[Opening MATERIAL FOR THIS TASK section]
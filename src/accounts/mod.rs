//! Savings account records, listing filters and portfolio summary

mod filter;

pub use filter::{AccountFilter, PortfolioSummary, ALL_ACCOUNT_TYPES, ALL_ACCOUNT_TYPES_ES};

use chrono::NaiveDate;
use serde::{Deserialize, Serialize};
use std::fs::File;
use std::io::{BufReader, Read};
use std::path::Path;

#[derive(Debug, Clone, Copy, PartialEq, Eq, Serialize, Deserialize)]
#[serde(rename_all = "lowercase")]
pub enum AccountStatus {
    Active,
    Inactive,
}

/// Badge tier derived from the account type name
#[derive(Debug, Clone, Copy, PartialEq, Eq, Serialize)]
#[serde(rename_all = "lowercase")]
pub enum AccountTier {
    Vip,
    Premium,
    Standard,
}

impl AccountTier {
    pub fn label(&self) -> &'static str {
        match self {
            AccountTier::Vip => "VIP",
            AccountTier::Premium => "Premium",
            AccountTier::Standard => "Standard",
        }
    }
}

/// An account as shown in the listing: its record plus the derived tier
#[derive(Debug, Clone, Serialize)]
#[serde(rename_all = "camelCase")]
pub struct AccountListing<'a> {
    #[serde(flatten)]
    pub account: &'a SavingsAccount,
    pub tier: AccountTier,
}

/// A savings account as listed in the account catalog
#[derive(Debug, Clone, PartialEq, Serialize, Deserialize)]
#[serde(rename_all = "camelCase")]
pub struct SavingsAccount {
    pub id: String,
    pub account_number: String,
    pub holder_name: String,
    pub balance: f64,
    /// Annual rate in percent
    pub interest_rate: f64,
    pub open_date: NaiveDate,
    pub account_type: String,
    pub status: AccountStatus,
    pub currency: String,
}

impl SavingsAccount {
    pub fn is_active(&self) -> bool {
        self.status == AccountStatus::Active
    }

    pub fn listing(&self) -> AccountListing<'_> {
        AccountListing { account: self, tier: self.tier() }
    }

    pub fn tier(&self) -> AccountTier {
        if self.account_type.contains("VIP") {
            AccountTier::Vip
        } else if self.account_type.contains("Premium") {
            AccountTier::Premium
        } else {
            AccountTier::Standard
        }
    }
}

/// Catalog document: `{"accounts": [...]}`
#[derive(Debug, Clone, Default, PartialEq, Serialize, Deserialize)]
pub struct AccountCatalog {
    pub accounts: Vec<SavingsAccount>,
}

impl AccountCatalog {
    pub fn from_reader<R: Read>(reader: R) -> crate::Result<Self> {
        Ok(serde_json::from_reader(reader)?)
    }

    pub fn from_json_file<P: AsRef<Path>>(path: P) -> crate::Result<Self> {
        let file = File::open(path)?;
        Self::from_reader(BufReader::new(file))
    }

    pub fn filter(&self, filter: &AccountFilter) -> Vec<&SavingsAccount> {
        filter.apply(&self.accounts)
    }

    pub fn summary(&self) -> PortfolioSummary {
        PortfolioSummary::from_accounts(&self.accounts)
    }
}

/// "ahorro" -> "Ahorro", for type labels in listings
pub fn capitalize_type(account_type: &str) -> String {
    let mut chars = account_type.chars();
    match chars.next() {
        Some(first) => first.to_uppercase().chain(chars).collect(),
        None => String::new(),
    }
}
[Closing MATERIAL FOR THIS TASK section]
- WHAT THIS TASK INVOLVES
Return each line from the entries above that includes "Clone".

- ANSWER TO THIS PROBLEM
#[derive(Debug, Clone, Copy, PartialEq, Eq, Serialize, Deserialize)]
#[derive(Debug, Clone, Copy, PartialEq, Eq, Serialize)]
#[derive(Debug, Clone, Serialize)]
#[derive(Debug, Clone, PartialEq, Serialize, Deserialize)]
#[derive(Debug, Clone, Default, PartialEq, Serialize, Deserialize)]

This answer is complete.